I follow the author Elizabeth Gilbert on Facebook.
Today, she posted that it was the anniversary of the day that, 16 years ago, she started out on the journey that would change her life and result in writing her best-selling memoir Eat Pray Love (that would later become a movie starring Julia Roberts).
I remember getting the book Eat Pray Love from a friend a few months after I got married. I was afraid to start reading it then—because I already had a vague idea of what it was about, and I was afraid it would change me.
It was a book about the writer feeling miserable in her marriage and having the courage to leave it and go off on a solo journey to Italy, India, and Indonesia, ”finding” herself in the process, healing herself, and meeting a man she would eventually marry.
I was afraid to read it then because I was afraid it would make me leave my marriage, too. And I didn’t want to leave my marriage, even when I was not happy in it, because I didn’t want to cause any pain to my parents. I was worried what people would say about them. I sincerely thought it would be the end of life for me if I got divorced. I had no job, no career, no money, nothing—I live in India, incidentally.
So there were two selves inside me then. Self A wanted safety and security and people saying what a good wife, daughter, and daughter-in-law she was. Self B wanted depth and adventure and meaning and grandness and love and romance.
Self A wanted to keep the security and safety going, and was afraid that Self B would ”do something stupid” if she read the book.

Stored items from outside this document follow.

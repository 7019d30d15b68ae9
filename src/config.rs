//! # Configuration Management
//!
//! Centralized configuration for the arena protocol server.
//!
//! ## Configuration Sources
//! - TOML files via `from_file()`
//! - Direct instantiation with defaults
//! - Environment overrides via `from_env()`
//!
//! ## Fixed Protocol Constants
//! The header size, payload ceiling and string ceiling are dictated by the
//! game client and are not configurable; they live here as constants.

use crate::error::{ProtocolError, Result};
use crate::service::rotation::{default_schedules, EventSlotSchedule};
use serde::{Deserialize, Serialize};
use std::fs::File;
use std::io::Read;
use std::path::Path;
use std::time::Duration;
use tracing::Level;

/// Size of the frame header: id (2) + length (3) + version (2)
pub const HEADER_LEN: usize = 7;

/// Largest payload a 24-bit length field can declare
pub const MAX_FRAME_PAYLOAD: usize = 0xFF_FFFF;

/// Largest string body the codec will read or write
pub const MAX_STRING_LENGTH: usize = 900_000;

/// Application secret the stock client keys its cipher with
pub const DEFAULT_CIPHER_KEY: &str = "fhsd6f86f67rt8fw78fw789we78r9789wer6re";

/// Nonce appended to the secret when keying the cipher
pub const DEFAULT_CIPHER_NONCE: &str = "nonce";

/// Address the stock client connects to
pub const DEFAULT_SERVER_ADDRESS: &str = "0.0.0.0:9339";

/// Main configuration structure that contains all configurable settings
#[derive(Debug, Clone, Deserialize, Serialize, Default)]
pub struct ArenaConfig {
    #[serde(default)]
    pub server: ServerConfig,

    #[serde(default)]
    pub cipher: CipherConfig,

    #[serde(default)]
    pub logging: LoggingConfig,

    #[serde(default)]
    pub events: EventsConfig,
}

impl ArenaConfig {
    /// Load configuration from a TOML file
    pub fn from_file<P: AsRef<Path>>(path: P) -> Result<Self> {
        let mut file = File::open(path)
            .map_err(|e| ProtocolError::ConfigError(format!("Failed to open config file: {e}")))?;

        let mut contents = String::new();
        file.read_to_string(&mut contents)
            .map_err(|e| ProtocolError::ConfigError(format!("Failed to read config file: {e}")))?;

        Self::from_toml(&contents)
    }

    /// Load configuration from TOML string
    pub fn from_toml(content: &str) -> Result<Self> {
        toml::from_str::<Self>(content)
            .map_err(|e| ProtocolError::ConfigError(format!("Failed to parse TOML: {e}")))
    }

    /// Defaults with environment variable overrides applied
    pub fn from_env() -> Result<Self> {
        let mut config = Self::default();
        config.apply_env();
        Ok(config)
    }

    /// Overlay `ARENA_*` environment variables onto this configuration
    pub fn apply_env(&mut self) {
        if let Ok(addr) = std::env::var("ARENA_SERVER_ADDRESS") {
            self.server.address = addr;
        }

        if let Ok(max) = std::env::var("ARENA_MAX_PAYLOAD") {
            if let Ok(val) = max.parse::<usize>() {
                self.server.max_payload_size = val;
            }
        }

        if let Ok(nonce) = std::env::var("ARENA_CIPHER_NONCE") {
            self.cipher.nonce = nonce;
        }

        if let Ok(level) = std::env::var("ARENA_LOG_LEVEL") {
            if let Ok(val) = level.parse::<Level>() {
                self.logging.log_level = val;
            }
        }
    }

    /// Generate example configuration file content
    pub fn example_config() -> String {
        toml::to_string_pretty(&Self::default())
            .unwrap_or_else(|_| String::from("# Failed to generate example config"))
    }

    /// Save configuration to a file
    pub fn save_to_file<P: AsRef<Path>>(&self, path: P) -> Result<()> {
        let content = toml::to_string_pretty(self)
            .map_err(|e| ProtocolError::ConfigError(format!("Failed to serialize config: {e}")))?;

        std::fs::write(path, content)
            .map_err(|e| ProtocolError::ConfigError(format!("Failed to write config file: {e}")))?;

        Ok(())
    }

    /// Validate the configuration for common issues and misconfigurations
    ///
    /// Returns a list of validation errors. Empty list means configuration is valid.
    pub fn validate(&self) -> Vec<String> {
        let mut errors = Vec::new();
        errors.extend(self.server.validate());
        errors.extend(self.cipher.validate());
        errors.extend(self.logging.validate());
        errors.extend(self.events.validate());
        errors
    }

    /// Validate and return Result - convenience method
    pub fn validate_strict(&self) -> Result<()> {
        let errors = self.validate();
        if errors.is_empty() {
            Ok(())
        } else {
            Err(ProtocolError::ConfigError(format!(
                "Configuration validation failed:\n  - {}",
                errors.join("\n  - ")
            )))
        }
    }
}

/// Listener configuration
#[derive(Debug, Clone, Deserialize, Serialize)]
pub struct ServerConfig {
    /// Listen address (e.g., "0.0.0.0:9339")
    pub address: String,

    /// Largest payload a client frame may declare
    pub max_payload_size: usize,

    /// How long serve() waits for open connections after shutdown is signalled
    #[serde(with = "duration_serde")]
    pub shutdown_timeout: Duration,

    /// Interval between metrics log lines; zero disables them
    #[serde(with = "duration_serde")]
    pub metrics_interval: Duration,
}

impl Default for ServerConfig {
    fn default() -> Self {
        Self {
            address: String::from(DEFAULT_SERVER_ADDRESS),
            max_payload_size: MAX_FRAME_PAYLOAD,
            shutdown_timeout: Duration::from_secs(10),
            metrics_interval: Duration::from_secs(60),
        }
    }
}

impl ServerConfig {
    pub fn validate(&self) -> Vec<String> {
        let mut errors = Vec::new();

        if self.address.is_empty() {
            errors.push("Server address cannot be empty".to_string());
        } else if self.address.parse::<std::net::SocketAddr>().is_err() {
            errors.push(format!(
                "Invalid server address format: '{}' (expected format: '0.0.0.0:9339')",
                self.address
            ));
        }

        if self.max_payload_size == 0 {
            errors.push("Max payload size cannot be 0".to_string());
        } else if self.max_payload_size > MAX_FRAME_PAYLOAD {
            errors.push(format!(
                "Max payload size {} exceeds the 24-bit frame limit ({MAX_FRAME_PAYLOAD})",
                self.max_payload_size
            ));
        }

        if self.shutdown_timeout.as_secs() < 1 {
            errors.push("Shutdown timeout too short (minimum: 1s)".to_string());
        } else if self.shutdown_timeout.as_secs() > 60 {
            errors.push("Shutdown timeout too long (maximum: 60s)".to_string());
        }

        errors
    }
}

/// Cipher keying material shared with the client build
#[derive(Debug, Clone, Deserialize, Serialize)]
pub struct CipherConfig {
    pub key: String,
    pub nonce: String,
}

impl Default for CipherConfig {
    fn default() -> Self {
        Self {
            key: String::from(DEFAULT_CIPHER_KEY),
            nonce: String::from(DEFAULT_CIPHER_NONCE),
        }
    }
}

impl CipherConfig {
    pub fn validate(&self) -> Vec<String> {
        let mut errors = Vec::new();
        if self.key.is_empty() && self.nonce.is_empty() {
            errors.push("Cipher key and nonce cannot both be empty".to_string());
        }
        errors
    }
}

/// Logging configuration
#[derive(Debug, Clone, Deserialize, Serialize)]
pub struct LoggingConfig {
    /// Application name for logs
    pub app_name: String,

    #[serde(with = "log_level_serde")]
    pub log_level: Level,

    /// Whether to use JSON formatting for logs
    pub json_format: bool,

    /// Whether to print the event target (module path)
    pub show_target: bool,
}

impl Default for LoggingConfig {
    fn default() -> Self {
        Self {
            app_name: String::from("arena-server"),
            log_level: Level::INFO,
            json_format: false,
            show_target: false,
        }
    }
}

impl LoggingConfig {
    pub fn validate(&self) -> Vec<String> {
        let mut errors = Vec::new();

        if self.app_name.is_empty() {
            errors.push("Application name cannot be empty".to_string());
        } else if self.app_name.len() > 64 {
            errors.push(format!(
                "Application name too long: {} characters (maximum: 64)",
                self.app_name.len()
            ));
        }

        errors
    }
}

/// Event rotation schedules, one per slot
#[derive(Debug, Clone, Deserialize, Serialize)]
pub struct EventsConfig {
    pub slots: Vec<EventSlotSchedule>,
}

impl Default for EventsConfig {
    fn default() -> Self {
        Self {
            slots: default_schedules(),
        }
    }
}

impl EventsConfig {
    pub fn validate(&self) -> Vec<String> {
        let mut errors = Vec::new();

        if self.slots.is_empty() {
            errors.push("At least one event slot must be configured".to_string());
        }

        for (index, slot) in self.slots.iter().enumerate() {
            if slot.configs.is_empty() {
                errors.push(format!("Schedule for event slot {index} is empty"));
            }
            if slot.duration.is_zero() {
                errors.push(format!("Event slot {index} has a zero rotation duration"));
            }
        }

        errors
    }
}

/// Helper module for Duration serialization/deserialization
pub(crate) mod duration_serde {
    use serde::{Deserialize, Deserializer, Serialize, Serializer};
    use std::time::Duration;

    pub fn serialize<S>(duration: &Duration, serializer: S) -> Result<S::Ok, S::Error>
    where
        S: Serializer,
    {
        let millis = duration.as_millis() as u64;
        millis.serialize(serializer)
    }

    pub fn deserialize<'de, D>(deserializer: D) -> Result<Duration, D::Error>
    where
        D: Deserializer<'de>,
    {
        let millis = u64::deserialize(deserializer)?;
        Ok(Duration::from_millis(millis))
    }
}

/// Helper module for tracing::Level serialization/deserialization
mod log_level_serde {
    use serde::{Deserialize, Deserializer, Serialize, Serializer};
    use std::str::FromStr;
    use tracing::Level;

    pub fn serialize<S>(level: &Level, serializer: S) -> Result<S::Ok, S::Error>
    where
        S: Serializer,
    {
        let level_str = match *level {
            Level::TRACE => "trace",
            Level::DEBUG => "debug",
            Level::INFO => "info",
            Level::WARN => "warn",
            Level::ERROR => "error",
        };
        level_str.serialize(serializer)
    }

    pub fn deserialize<'de, D>(deserializer: D) -> Result<Level, D::Error>
    where
        D: Deserializer<'de>,
    {
        let level_str = String::deserialize(deserializer)?;
        Level::from_str(&level_str)
            .map_err(|_| serde::de::Error::custom(format!("Invalid log level: {level_str}")))
    }
}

I still read that book but I didn’t ”do anything stupid.” I didn’t leave my marriage until seven years later. This book had nothing to do with it. But I always remembered the story and the writer and have followed her since then.
I spent 37 years of my life with Self A being in control and successfully suppressing Self B. I can confidently say today, that it is Self B who is in control. Today when I say “I,” it is Self B speaking.
Self A is still alive and kicking, but I am friends with her now. I am aware of the fears and concerns and insecurities of Self A but I don’t try to suppress or dominate her like how she suppressed me.
Today, instead of ignoring or suppressing her (like she did to me), I listen to her with compassion and acknowledge her fears. I understand that she is just trying to keep me safe the only way she knows how. I learnt about the shadow self and healing the shadow. I learnt about self-integration and healing generational wounds, especially mother wounds.
I understood that her way of being is the way of generations of women before her. In this patriarchal culture, self-preservation is in the DNA of women. Most of the time, it takes the form of self-subjugation because that is what was rewarded by the men who had the power to provide her with safety and security.
I sometimes can’t believe that I came out of that conditioning. I am forever indebted to Self B for pulling me out of that quicksand. I am in awe of her for staying alive all those years even when she was silenced for so long.
The irony is that Self B has all the attributes that society deems unattractive in women, that society says will make life hell for women, that society warns women not to have: anger, a healthy ego, self-confidence, fearlessness, willfulness, assertiveness, and stubbornness.
If my life were a fairy tale, I was not rescued by any man who was my knight in shining armor, though God knows I spent most of my life waiting for such a man.
I rescued myself.
I see Elizabeth Gilbert’s life today and the ups and downs that she went through. She divorced her second husband after nine years. She then fell in love with her best friend of 15 years, Rayya, a woman (who was gay). Elizabeth hadn’t even realized that she was bisexual until then. They got married.
Then Rayya got cancer. Elizabeth was by her side all through her battle with it. But Rayya died and Elizabeth was heartbroken, writing, ”I do not merely love Rayya; I am in love with Rayya.” And then, this year, she announced that she is in a relationship with a man who was Rayya’s friend for 30 years!
I know that when people look at Elizabeth’s life, they see a woman who is perhaps flighty, not committed, not knowing who she is, not knowing her mind, who changes her mind often. We wouldn’t bat an eye if this were a man’s life, though.
What I see is a woman who is living the full depth and breadth of life as a human being with her heart on her sleeve and following it wherever it leads.
I see a woman who can love deeply. Who can survive heartbreak of the worst kind to still love and be loved on the other side of that heartbreak, again and again.
I see a woman who is true to herself and to the people she loves. She is not worried about her reputation, about what people will say or think. She is okay with changing the course of her life, even if it is in the full glare of the public eye.
For me, that is a life well-loved and well-lived indeed.